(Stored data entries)
##############################
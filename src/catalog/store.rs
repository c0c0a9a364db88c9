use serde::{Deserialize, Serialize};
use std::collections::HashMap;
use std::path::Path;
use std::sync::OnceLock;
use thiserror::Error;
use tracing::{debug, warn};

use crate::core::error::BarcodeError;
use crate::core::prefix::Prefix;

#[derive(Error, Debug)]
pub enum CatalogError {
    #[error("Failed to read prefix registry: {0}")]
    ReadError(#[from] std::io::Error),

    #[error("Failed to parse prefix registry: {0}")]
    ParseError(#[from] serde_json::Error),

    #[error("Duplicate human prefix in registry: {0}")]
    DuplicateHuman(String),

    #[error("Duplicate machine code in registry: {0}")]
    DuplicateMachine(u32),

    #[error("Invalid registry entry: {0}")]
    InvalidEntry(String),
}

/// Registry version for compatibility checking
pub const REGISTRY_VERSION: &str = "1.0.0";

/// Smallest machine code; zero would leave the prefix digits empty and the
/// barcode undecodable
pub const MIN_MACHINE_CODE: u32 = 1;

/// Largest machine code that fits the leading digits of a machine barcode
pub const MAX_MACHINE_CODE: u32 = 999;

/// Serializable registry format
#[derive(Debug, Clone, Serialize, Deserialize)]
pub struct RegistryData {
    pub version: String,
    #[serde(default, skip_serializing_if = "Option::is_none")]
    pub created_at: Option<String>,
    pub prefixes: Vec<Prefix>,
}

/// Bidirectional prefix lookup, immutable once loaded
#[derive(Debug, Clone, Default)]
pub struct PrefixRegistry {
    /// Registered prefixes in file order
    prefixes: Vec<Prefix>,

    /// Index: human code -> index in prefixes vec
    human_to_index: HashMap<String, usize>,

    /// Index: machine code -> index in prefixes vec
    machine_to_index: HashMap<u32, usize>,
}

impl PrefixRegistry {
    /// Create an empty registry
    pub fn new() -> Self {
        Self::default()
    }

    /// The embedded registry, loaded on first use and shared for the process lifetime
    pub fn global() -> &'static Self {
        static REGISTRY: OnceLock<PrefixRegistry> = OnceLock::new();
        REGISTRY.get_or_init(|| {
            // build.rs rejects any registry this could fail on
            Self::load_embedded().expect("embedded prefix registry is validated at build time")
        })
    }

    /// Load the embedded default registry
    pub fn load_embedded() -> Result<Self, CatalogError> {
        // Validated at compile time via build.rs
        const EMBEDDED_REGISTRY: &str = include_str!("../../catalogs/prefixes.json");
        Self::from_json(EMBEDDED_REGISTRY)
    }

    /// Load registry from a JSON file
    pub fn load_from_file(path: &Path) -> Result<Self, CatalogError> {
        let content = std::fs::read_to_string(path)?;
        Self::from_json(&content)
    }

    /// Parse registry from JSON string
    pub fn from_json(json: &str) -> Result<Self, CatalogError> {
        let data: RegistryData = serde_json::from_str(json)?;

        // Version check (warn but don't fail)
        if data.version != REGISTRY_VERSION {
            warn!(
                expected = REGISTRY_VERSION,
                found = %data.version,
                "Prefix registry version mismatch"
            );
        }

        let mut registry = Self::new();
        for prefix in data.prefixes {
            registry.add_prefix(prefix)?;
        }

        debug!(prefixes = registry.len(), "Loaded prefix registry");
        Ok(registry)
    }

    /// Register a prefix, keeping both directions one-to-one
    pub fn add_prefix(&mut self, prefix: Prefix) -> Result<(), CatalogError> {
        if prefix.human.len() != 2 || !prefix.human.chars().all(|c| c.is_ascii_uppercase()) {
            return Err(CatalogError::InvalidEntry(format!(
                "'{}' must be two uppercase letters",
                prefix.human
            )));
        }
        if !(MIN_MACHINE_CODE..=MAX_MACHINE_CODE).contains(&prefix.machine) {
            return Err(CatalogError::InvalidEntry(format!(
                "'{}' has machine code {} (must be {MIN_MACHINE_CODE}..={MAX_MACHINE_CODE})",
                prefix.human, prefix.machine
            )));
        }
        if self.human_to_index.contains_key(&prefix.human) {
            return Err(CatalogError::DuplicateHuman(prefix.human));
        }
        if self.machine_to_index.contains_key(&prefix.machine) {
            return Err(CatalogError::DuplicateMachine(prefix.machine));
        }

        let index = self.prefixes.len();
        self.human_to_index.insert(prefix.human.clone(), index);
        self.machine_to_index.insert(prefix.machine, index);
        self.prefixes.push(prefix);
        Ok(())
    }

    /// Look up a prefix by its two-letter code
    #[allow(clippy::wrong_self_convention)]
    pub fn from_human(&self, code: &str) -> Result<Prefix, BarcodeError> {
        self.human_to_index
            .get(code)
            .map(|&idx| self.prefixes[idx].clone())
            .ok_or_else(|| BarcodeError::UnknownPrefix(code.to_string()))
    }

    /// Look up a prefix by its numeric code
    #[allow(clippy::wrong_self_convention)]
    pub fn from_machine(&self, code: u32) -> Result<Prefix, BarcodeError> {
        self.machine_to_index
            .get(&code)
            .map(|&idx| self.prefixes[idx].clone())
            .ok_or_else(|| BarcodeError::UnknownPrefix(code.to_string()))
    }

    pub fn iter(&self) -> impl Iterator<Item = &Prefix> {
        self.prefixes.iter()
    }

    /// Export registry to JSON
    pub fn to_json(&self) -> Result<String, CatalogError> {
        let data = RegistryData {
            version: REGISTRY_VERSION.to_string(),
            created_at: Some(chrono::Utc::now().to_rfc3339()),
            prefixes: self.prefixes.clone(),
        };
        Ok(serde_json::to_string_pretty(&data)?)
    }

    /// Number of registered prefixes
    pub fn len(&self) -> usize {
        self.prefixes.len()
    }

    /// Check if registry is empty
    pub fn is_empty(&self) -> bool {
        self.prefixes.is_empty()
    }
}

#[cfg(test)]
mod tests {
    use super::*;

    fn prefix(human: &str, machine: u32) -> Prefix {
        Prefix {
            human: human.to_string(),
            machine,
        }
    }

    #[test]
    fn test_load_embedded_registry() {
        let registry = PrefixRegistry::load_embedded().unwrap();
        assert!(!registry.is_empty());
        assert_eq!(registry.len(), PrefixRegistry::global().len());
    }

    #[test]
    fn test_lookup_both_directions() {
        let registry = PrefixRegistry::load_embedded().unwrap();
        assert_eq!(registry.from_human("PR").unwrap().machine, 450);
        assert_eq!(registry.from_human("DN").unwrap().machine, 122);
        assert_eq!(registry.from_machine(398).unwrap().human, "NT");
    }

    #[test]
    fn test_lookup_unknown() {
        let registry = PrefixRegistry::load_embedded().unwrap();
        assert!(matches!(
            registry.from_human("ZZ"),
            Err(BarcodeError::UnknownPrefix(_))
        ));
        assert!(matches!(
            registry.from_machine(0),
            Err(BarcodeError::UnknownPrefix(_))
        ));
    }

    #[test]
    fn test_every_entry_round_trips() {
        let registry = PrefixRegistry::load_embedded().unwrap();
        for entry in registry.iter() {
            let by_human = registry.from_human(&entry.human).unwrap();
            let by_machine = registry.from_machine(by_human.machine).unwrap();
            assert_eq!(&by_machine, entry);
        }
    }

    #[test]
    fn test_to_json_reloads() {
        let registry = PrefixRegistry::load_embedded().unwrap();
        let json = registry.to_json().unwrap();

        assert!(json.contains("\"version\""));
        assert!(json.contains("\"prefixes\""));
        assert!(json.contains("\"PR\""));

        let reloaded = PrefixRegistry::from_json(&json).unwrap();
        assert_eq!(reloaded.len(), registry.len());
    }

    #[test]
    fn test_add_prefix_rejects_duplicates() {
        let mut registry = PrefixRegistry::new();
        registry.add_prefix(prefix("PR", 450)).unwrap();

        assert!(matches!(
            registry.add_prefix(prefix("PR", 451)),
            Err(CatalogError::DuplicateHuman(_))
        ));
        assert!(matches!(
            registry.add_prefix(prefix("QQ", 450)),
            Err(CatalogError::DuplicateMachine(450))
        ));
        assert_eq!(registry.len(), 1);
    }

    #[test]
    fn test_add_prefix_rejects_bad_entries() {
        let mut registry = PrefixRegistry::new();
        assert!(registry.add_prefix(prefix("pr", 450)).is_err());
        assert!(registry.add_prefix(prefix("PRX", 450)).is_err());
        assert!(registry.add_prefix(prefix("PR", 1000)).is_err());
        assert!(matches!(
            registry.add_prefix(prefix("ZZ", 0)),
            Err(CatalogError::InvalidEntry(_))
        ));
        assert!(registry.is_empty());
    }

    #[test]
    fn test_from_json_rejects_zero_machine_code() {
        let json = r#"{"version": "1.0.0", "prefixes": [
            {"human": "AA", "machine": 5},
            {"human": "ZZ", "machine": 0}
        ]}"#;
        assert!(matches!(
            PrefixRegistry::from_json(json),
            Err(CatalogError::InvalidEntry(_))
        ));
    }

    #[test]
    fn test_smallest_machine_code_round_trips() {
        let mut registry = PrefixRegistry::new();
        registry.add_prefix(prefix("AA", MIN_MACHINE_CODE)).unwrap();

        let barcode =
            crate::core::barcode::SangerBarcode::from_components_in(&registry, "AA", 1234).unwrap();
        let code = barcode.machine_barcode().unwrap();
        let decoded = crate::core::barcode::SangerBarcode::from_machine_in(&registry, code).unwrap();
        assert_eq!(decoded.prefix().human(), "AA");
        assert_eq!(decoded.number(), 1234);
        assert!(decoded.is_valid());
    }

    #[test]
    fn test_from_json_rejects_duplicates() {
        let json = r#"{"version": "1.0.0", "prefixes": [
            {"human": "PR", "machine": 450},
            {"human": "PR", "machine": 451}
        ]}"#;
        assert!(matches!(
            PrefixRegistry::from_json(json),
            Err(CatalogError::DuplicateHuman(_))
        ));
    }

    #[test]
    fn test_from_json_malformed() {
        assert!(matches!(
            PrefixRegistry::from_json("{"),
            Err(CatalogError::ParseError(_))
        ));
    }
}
##############################
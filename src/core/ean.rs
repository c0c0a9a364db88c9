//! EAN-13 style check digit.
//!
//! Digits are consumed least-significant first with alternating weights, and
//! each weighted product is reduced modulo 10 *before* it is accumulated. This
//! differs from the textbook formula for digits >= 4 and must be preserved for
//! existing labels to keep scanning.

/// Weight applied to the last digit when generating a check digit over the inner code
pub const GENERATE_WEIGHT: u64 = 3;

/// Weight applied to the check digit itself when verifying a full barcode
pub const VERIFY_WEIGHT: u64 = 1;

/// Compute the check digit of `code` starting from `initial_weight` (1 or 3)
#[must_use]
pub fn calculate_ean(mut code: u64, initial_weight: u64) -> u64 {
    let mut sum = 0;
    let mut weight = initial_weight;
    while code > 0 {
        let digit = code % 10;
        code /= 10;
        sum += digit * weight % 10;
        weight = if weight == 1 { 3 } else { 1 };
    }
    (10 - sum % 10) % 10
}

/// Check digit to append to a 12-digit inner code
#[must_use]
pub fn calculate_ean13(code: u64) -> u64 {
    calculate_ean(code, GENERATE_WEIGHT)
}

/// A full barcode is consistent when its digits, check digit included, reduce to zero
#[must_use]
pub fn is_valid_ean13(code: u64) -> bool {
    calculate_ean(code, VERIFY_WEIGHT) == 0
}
##############################
Read through the data above. Report each line that has the word "return".

            return Err(CatalogError::InvalidEntry(format!(
            return Err(CatalogError::InvalidEntry(format!(
            return Err(CatalogError::DuplicateHuman(prefix.human));
            return Err(CatalogError::DuplicateMachine(prefix.machine));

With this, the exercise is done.